Your goal ::
What is needed here is an exact copy of all the entries below.

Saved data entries
+++++

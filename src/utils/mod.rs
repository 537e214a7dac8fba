pub mod config;
pub mod datagen_toml;
pub mod logger;
pub mod worker_rng;

pub use config::*;
pub use datagen_toml::{
    DatagenToml, apply_file_to_config, load_datagen_toml, load_datagen_toml_from,
    parse_datagen_toml,
};
pub use logger::setup_logging;
pub use worker_rng::{
    current_worker_id, init_worker, with_worker_rng, worker_gen_bool, worker_gen_range,
};
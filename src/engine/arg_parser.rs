use clap::Parser;
use std::path::PathBuf;

use crate::utils::config::DemoDefaults;

/// Run the reference preprocessing pipeline: `x + 1` over `0..COUNT` on parallel workers.
#[derive(Clone, Parser)]
#[command(name = "datagen")]
#[command(about = "Run x + 1 over 0..COUNT through the parallel preprocessing pipeline.")]
pub struct Cli {
    /// Number of source items (0..COUNT).
    #[arg(long, short = 'n', default_value_t = DemoDefaults::COUNT)]
    pub count: usize,

    /// Worker threads. Default: from config file, else 3.
    #[arg(long, short = 'w')]
    pub workers: Option<usize>,

    /// Output channel capacity. Input capacity is this times the worker count.
    #[arg(long, short = 'q')]
    pub qsize: Option<usize>,

    /// Loop over the source forever (combine with --limit or stop with Ctrl+C).
    #[arg(long, short = 'r', num_args = 0..=1, default_missing_value = "true", value_parser = clap::value_parser!(bool))]
    pub repeat: Option<bool>,

    /// Shuffle each pass.
    #[arg(long, short = 's', num_args = 0..=1, default_missing_value = "true", value_parser = clap::value_parser!(bool))]
    pub shuffle: Option<bool>,

    /// Master seed for shuffling and worker seeds.
    #[arg(long)]
    pub seed: Option<u64>,

    /// Stop after this many results.
    #[arg(long, short = 'l')]
    pub limit: Option<usize>,

    /// Skip printing results (useful for throughput runs).
    #[arg(long)]
    pub quiet: bool,

    /// Config file. Default: `.datagen.toml` in the current directory, if present.
    #[arg(long, short = 'c', value_name = "PATH")]
    pub config: Option<PathBuf>,

    /// Verbose output: lifecycle logging and a progress counter.
    #[arg(long, short = 'v', num_args = 0..=1, default_missing_value = "true", value_parser = clap::value_parser!(bool))]
    pub verbose: Option<bool>,
}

+++++

Result of this task ::
filename src/utils/mod.rs
repository 537e214a7dac8fba
pub mod config;
pub mod datagen_toml;
pub mod logger;
pub mod worker_rng;

pub use config::*;
pub use datagen_toml::{
    DatagenToml, apply_file_to_config, load_datagen_toml, load_datagen_toml_from,
    parse_datagen_toml,
};
pub use logger::setup_logging;
pub use worker_rng::{
    current_worker_id, init_worker, with_worker_rng, worker_gen_bool, worker_gen_range,
};
filename src/engine/arg_parser.rs
use clap::Parser;
use std::path::PathBuf;

use crate::utils::config::DemoDefaults;

/// Run the reference preprocessing pipeline: `x + 1` over `0..COUNT` on parallel workers.
#[derive(Clone, Parser)]
#[command(name = "datagen")]
#[command(about = "Run x + 1 over 0..COUNT through the parallel preprocessing pipeline.")]
pub struct Cli {
    /// Number of source items (0..COUNT).
    #[arg(long, short = 'n', default_value_t = DemoDefaults::COUNT)]
    pub count: usize,

    /// Worker threads. Default: from config file, else 3.
    #[arg(long, short = 'w')]
    pub workers: Option<usize>,

    /// Output channel capacity. Input capacity is this times the worker count.
    #[arg(long, short = 'q')]
    pub qsize: Option<usize>,

    /// Loop over the source forever (combine with --limit or stop with Ctrl+C).
    #[arg(long, short = 'r', num_args = 0..=1, default_missing_value = "true", value_parser = clap::value_parser!(bool))]
    pub repeat: Option<bool>,

    /// Shuffle each pass.
    #[arg(long, short = 's', num_args = 0..=1, default_missing_value = "true", value_parser = clap::value_parser!(bool))]
    pub shuffle: Option<bool>,

    /// Master seed for shuffling and worker seeds.
    #[arg(long)]
    pub seed: Option<u64>,

    /// Stop after this many results.
    #[arg(long, short = 'l')]
    pub limit: Option<usize>,

    /// Skip printing results (useful for throughput runs).
    #[arg(long)]
    pub quiet: bool,

    /// Config file. Default: `.datagen.toml` in the current directory, if present.
    #[arg(long, short = 'c', value_name = "PATH")]
    pub config: Option<PathBuf>,

    /// Verbose output: lifecycle logging and a progress counter.
    #[arg(long, short = 'v', num_args = 0..=1, default_missing_value = "true", value_parser = clap::value_parser!(bool))]
    pub verbose: Option<bool>,
}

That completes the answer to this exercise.